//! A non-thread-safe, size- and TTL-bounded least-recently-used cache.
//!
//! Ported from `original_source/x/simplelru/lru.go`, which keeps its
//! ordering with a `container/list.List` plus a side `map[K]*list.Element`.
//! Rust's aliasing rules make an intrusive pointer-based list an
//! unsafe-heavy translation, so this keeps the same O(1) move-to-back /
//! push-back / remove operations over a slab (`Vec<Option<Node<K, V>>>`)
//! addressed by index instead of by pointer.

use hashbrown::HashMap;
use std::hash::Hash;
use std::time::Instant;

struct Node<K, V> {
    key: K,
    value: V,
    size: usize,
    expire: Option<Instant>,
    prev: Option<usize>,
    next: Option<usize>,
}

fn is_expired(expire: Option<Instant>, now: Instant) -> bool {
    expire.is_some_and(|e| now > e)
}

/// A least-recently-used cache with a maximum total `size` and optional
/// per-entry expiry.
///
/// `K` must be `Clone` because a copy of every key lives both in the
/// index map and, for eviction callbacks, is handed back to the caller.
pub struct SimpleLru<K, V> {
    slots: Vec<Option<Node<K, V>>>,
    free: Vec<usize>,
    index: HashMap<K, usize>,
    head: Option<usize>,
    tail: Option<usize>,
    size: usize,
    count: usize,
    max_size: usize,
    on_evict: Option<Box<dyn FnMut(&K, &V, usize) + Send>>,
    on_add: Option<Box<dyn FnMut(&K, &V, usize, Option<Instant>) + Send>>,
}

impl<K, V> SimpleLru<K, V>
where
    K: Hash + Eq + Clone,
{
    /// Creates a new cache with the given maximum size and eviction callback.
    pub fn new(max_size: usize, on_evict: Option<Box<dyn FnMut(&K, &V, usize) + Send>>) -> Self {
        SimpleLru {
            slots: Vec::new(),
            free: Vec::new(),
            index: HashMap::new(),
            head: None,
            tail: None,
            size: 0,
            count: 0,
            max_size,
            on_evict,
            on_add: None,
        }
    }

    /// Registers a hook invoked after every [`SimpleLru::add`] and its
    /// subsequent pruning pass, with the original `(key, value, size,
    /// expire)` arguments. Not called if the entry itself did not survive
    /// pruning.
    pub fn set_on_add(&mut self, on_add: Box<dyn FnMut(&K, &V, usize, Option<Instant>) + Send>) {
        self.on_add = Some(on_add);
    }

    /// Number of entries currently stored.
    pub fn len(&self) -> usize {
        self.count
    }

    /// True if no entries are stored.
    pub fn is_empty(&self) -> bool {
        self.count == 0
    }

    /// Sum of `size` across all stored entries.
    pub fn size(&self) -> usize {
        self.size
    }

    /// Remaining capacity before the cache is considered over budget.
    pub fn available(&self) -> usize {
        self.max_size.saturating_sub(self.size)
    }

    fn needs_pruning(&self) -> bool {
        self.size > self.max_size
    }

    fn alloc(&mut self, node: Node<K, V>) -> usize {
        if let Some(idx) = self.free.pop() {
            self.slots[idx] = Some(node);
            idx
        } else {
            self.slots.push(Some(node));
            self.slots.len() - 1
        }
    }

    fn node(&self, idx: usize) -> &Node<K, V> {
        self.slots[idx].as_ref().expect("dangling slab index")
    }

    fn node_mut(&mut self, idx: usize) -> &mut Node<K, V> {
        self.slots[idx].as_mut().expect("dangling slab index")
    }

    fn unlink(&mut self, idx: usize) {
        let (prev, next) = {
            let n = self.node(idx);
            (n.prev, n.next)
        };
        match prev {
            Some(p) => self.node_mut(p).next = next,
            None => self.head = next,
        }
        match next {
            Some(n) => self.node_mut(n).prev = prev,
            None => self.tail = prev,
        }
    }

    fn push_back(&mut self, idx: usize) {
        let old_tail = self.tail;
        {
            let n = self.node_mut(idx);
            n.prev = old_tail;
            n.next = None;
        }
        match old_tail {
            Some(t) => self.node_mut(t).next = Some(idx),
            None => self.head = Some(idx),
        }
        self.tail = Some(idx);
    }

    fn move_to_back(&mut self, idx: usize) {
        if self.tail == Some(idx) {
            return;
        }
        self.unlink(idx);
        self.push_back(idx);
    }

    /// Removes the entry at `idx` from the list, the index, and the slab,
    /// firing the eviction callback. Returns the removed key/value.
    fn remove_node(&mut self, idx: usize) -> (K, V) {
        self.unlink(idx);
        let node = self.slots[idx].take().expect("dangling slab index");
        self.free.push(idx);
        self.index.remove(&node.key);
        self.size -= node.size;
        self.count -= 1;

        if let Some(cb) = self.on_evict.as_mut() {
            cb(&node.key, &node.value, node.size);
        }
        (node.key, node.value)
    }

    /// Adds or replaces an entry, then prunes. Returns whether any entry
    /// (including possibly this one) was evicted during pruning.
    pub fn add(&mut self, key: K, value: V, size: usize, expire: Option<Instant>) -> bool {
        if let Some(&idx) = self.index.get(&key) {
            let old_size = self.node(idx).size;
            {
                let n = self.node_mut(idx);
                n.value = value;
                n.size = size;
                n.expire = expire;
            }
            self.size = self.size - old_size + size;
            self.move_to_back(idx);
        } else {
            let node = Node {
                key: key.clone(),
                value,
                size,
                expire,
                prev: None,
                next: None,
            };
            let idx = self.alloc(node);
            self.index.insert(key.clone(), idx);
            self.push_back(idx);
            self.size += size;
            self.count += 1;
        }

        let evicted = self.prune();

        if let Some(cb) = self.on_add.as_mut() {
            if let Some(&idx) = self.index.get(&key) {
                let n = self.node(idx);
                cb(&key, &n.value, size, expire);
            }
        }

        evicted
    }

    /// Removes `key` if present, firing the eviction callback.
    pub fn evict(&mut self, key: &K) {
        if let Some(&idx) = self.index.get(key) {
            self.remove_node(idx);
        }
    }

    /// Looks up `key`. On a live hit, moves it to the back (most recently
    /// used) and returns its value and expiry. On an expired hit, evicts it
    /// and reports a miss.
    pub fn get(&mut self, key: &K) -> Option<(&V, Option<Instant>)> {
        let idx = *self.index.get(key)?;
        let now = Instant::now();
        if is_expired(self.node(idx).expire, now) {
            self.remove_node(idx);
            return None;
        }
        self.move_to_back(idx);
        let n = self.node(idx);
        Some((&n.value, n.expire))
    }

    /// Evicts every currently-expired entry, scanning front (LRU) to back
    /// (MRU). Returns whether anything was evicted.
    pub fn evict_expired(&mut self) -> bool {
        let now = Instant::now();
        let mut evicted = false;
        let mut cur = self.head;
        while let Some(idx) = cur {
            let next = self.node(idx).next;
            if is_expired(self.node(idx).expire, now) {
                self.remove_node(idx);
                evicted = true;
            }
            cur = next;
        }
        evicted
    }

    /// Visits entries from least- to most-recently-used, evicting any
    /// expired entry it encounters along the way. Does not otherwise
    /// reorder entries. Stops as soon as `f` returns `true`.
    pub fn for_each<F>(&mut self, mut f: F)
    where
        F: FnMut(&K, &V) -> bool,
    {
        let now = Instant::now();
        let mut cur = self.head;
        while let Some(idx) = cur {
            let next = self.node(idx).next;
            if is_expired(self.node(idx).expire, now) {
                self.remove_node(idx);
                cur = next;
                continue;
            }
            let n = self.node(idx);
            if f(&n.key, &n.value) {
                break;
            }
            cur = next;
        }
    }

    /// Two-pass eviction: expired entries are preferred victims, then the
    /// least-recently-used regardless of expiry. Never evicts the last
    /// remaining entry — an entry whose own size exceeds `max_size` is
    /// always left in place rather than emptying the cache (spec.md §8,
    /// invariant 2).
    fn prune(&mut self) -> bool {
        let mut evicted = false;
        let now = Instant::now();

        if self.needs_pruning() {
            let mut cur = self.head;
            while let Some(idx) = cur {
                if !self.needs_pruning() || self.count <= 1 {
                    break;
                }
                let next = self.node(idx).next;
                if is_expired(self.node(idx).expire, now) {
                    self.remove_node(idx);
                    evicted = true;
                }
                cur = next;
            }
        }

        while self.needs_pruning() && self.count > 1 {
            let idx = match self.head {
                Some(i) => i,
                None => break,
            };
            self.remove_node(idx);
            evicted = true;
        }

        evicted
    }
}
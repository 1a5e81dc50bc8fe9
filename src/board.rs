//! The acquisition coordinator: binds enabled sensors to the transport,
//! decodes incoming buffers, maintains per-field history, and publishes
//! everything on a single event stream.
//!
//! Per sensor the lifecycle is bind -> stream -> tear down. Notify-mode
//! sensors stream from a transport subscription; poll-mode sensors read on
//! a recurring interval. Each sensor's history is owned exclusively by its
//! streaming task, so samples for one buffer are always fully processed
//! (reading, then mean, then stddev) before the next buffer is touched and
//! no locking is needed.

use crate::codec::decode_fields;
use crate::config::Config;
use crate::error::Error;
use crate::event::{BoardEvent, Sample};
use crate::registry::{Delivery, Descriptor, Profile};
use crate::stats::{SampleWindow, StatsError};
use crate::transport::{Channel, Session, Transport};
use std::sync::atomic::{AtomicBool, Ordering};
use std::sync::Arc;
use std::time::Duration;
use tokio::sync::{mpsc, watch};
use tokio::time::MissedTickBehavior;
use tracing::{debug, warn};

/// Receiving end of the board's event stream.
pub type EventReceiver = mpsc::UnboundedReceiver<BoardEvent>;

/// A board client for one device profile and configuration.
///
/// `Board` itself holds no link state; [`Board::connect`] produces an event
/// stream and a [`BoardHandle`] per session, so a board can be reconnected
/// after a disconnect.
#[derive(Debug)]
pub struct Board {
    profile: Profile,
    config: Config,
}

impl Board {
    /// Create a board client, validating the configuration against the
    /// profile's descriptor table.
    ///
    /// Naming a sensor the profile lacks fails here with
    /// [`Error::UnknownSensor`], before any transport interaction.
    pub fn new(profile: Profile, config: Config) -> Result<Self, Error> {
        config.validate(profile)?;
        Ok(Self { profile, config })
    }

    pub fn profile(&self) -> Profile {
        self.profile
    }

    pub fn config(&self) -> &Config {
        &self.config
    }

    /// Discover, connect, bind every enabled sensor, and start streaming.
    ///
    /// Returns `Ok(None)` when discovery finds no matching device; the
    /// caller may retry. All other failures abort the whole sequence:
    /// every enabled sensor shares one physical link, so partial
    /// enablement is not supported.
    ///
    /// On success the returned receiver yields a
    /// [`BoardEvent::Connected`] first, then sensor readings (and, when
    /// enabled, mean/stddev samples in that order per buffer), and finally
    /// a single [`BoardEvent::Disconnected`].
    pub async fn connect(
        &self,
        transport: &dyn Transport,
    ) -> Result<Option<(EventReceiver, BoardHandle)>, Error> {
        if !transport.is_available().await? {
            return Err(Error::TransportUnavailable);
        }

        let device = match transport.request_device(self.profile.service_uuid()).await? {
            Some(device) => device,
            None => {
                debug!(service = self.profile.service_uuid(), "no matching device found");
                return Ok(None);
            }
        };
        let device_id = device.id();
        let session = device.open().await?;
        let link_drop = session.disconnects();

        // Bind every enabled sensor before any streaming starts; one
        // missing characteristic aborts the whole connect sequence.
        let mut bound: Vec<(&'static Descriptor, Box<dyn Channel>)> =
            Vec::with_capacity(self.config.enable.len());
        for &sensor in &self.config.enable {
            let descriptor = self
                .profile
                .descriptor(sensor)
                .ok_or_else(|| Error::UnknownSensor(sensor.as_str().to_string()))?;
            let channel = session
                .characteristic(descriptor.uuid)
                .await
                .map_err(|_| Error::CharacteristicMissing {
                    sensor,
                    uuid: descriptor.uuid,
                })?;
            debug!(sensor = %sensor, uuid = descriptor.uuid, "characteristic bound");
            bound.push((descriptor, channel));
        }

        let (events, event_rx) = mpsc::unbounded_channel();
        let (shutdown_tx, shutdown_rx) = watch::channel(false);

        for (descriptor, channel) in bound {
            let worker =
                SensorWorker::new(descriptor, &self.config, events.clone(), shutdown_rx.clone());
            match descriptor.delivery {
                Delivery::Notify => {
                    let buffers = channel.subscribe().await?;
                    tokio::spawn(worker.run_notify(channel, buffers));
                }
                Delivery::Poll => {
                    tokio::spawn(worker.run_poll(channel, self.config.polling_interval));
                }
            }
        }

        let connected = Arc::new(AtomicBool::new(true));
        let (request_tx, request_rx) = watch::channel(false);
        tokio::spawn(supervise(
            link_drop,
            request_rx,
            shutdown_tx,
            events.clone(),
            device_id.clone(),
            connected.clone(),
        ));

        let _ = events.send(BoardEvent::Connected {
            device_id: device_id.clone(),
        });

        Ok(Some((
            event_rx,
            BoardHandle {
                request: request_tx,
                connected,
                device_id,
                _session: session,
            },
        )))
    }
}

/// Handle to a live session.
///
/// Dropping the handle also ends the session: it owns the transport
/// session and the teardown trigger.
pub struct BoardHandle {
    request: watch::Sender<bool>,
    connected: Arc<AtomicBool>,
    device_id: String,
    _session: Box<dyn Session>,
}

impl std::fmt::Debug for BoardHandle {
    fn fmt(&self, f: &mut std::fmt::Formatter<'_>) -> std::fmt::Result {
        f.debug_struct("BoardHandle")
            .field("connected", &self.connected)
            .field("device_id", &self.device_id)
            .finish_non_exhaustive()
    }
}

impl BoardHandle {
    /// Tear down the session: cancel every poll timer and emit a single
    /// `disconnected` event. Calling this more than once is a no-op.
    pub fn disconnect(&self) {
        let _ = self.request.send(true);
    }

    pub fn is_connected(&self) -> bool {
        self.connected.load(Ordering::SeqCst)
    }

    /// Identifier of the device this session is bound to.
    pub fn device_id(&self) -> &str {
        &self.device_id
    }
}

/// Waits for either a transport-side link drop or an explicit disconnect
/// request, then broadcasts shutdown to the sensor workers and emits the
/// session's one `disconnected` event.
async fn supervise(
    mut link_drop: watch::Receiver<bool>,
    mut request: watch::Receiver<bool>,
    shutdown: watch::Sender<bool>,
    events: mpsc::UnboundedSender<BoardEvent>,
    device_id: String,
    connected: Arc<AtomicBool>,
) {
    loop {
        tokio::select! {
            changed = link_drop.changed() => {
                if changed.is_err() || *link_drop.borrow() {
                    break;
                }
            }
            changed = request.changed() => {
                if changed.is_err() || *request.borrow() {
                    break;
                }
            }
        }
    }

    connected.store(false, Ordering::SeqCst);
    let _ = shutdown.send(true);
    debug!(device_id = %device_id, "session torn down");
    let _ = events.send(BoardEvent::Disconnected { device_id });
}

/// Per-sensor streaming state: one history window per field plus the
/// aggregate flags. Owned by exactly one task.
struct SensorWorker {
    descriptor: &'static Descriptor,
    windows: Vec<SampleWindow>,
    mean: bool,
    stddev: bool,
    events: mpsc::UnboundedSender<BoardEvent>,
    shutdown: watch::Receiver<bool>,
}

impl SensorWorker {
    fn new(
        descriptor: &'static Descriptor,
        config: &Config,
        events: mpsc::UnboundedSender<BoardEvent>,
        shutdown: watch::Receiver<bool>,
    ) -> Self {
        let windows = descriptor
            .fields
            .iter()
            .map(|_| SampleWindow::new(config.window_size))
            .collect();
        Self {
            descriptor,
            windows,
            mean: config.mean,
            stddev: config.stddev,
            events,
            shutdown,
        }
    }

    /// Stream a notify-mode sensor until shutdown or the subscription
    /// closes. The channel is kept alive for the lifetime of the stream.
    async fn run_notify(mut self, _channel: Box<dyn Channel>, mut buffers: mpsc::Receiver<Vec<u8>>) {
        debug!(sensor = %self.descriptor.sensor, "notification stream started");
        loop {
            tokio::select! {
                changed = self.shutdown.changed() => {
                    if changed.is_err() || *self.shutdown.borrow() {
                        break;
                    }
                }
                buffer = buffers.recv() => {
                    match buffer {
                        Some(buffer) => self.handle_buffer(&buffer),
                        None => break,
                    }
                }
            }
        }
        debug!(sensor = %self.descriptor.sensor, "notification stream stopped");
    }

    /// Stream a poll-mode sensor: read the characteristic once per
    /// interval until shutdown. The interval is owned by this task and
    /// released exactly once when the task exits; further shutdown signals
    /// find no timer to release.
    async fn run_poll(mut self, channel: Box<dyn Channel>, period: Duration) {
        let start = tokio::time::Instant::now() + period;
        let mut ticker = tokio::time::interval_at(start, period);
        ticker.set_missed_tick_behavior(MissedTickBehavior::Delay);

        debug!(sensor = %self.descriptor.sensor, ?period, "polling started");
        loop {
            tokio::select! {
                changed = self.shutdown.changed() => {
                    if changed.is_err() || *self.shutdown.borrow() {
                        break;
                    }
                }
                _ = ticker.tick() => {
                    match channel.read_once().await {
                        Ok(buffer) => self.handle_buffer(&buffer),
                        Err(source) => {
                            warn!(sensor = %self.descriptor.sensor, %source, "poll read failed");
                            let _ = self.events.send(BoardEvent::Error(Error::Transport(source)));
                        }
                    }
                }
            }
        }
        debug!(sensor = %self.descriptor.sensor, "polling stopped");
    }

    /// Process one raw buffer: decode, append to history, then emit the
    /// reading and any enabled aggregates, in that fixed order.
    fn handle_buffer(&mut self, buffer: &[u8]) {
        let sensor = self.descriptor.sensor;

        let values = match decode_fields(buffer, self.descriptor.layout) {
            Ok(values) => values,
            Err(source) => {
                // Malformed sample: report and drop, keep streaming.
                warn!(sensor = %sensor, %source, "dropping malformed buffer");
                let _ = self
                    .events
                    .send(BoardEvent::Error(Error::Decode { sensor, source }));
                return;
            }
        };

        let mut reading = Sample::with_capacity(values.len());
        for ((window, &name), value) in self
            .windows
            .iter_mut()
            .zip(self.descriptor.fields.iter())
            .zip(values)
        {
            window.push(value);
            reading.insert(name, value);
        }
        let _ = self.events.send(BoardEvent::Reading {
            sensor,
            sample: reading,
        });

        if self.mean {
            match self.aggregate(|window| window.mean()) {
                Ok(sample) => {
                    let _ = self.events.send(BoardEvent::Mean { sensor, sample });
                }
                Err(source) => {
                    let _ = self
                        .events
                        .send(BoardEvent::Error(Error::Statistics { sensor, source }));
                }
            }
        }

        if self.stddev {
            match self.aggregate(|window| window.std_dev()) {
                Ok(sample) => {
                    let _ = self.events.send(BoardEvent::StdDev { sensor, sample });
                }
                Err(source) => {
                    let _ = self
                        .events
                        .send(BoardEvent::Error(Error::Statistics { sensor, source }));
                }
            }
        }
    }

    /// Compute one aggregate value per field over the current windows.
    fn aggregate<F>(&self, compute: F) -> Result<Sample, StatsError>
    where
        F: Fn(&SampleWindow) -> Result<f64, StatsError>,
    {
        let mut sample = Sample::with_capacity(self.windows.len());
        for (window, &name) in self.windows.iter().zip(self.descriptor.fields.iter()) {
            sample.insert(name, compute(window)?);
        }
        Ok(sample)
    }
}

··········

● What to work on:
Please, starting with the first line of the material above, write out each line exactly and finish on the line that includes "pointer-based list an".

● Your solution:
//! A non-thread-safe, size- and TTL-bounded least-recently-used cache.
//!
//! Ported from `original_source/x/simplelru/lru.go`, which keeps its
//! ordering with a `container/list.List` plus a side `map[K]*list.Element`.
//! Rust's aliasing rules make an intrusive pointer-based list an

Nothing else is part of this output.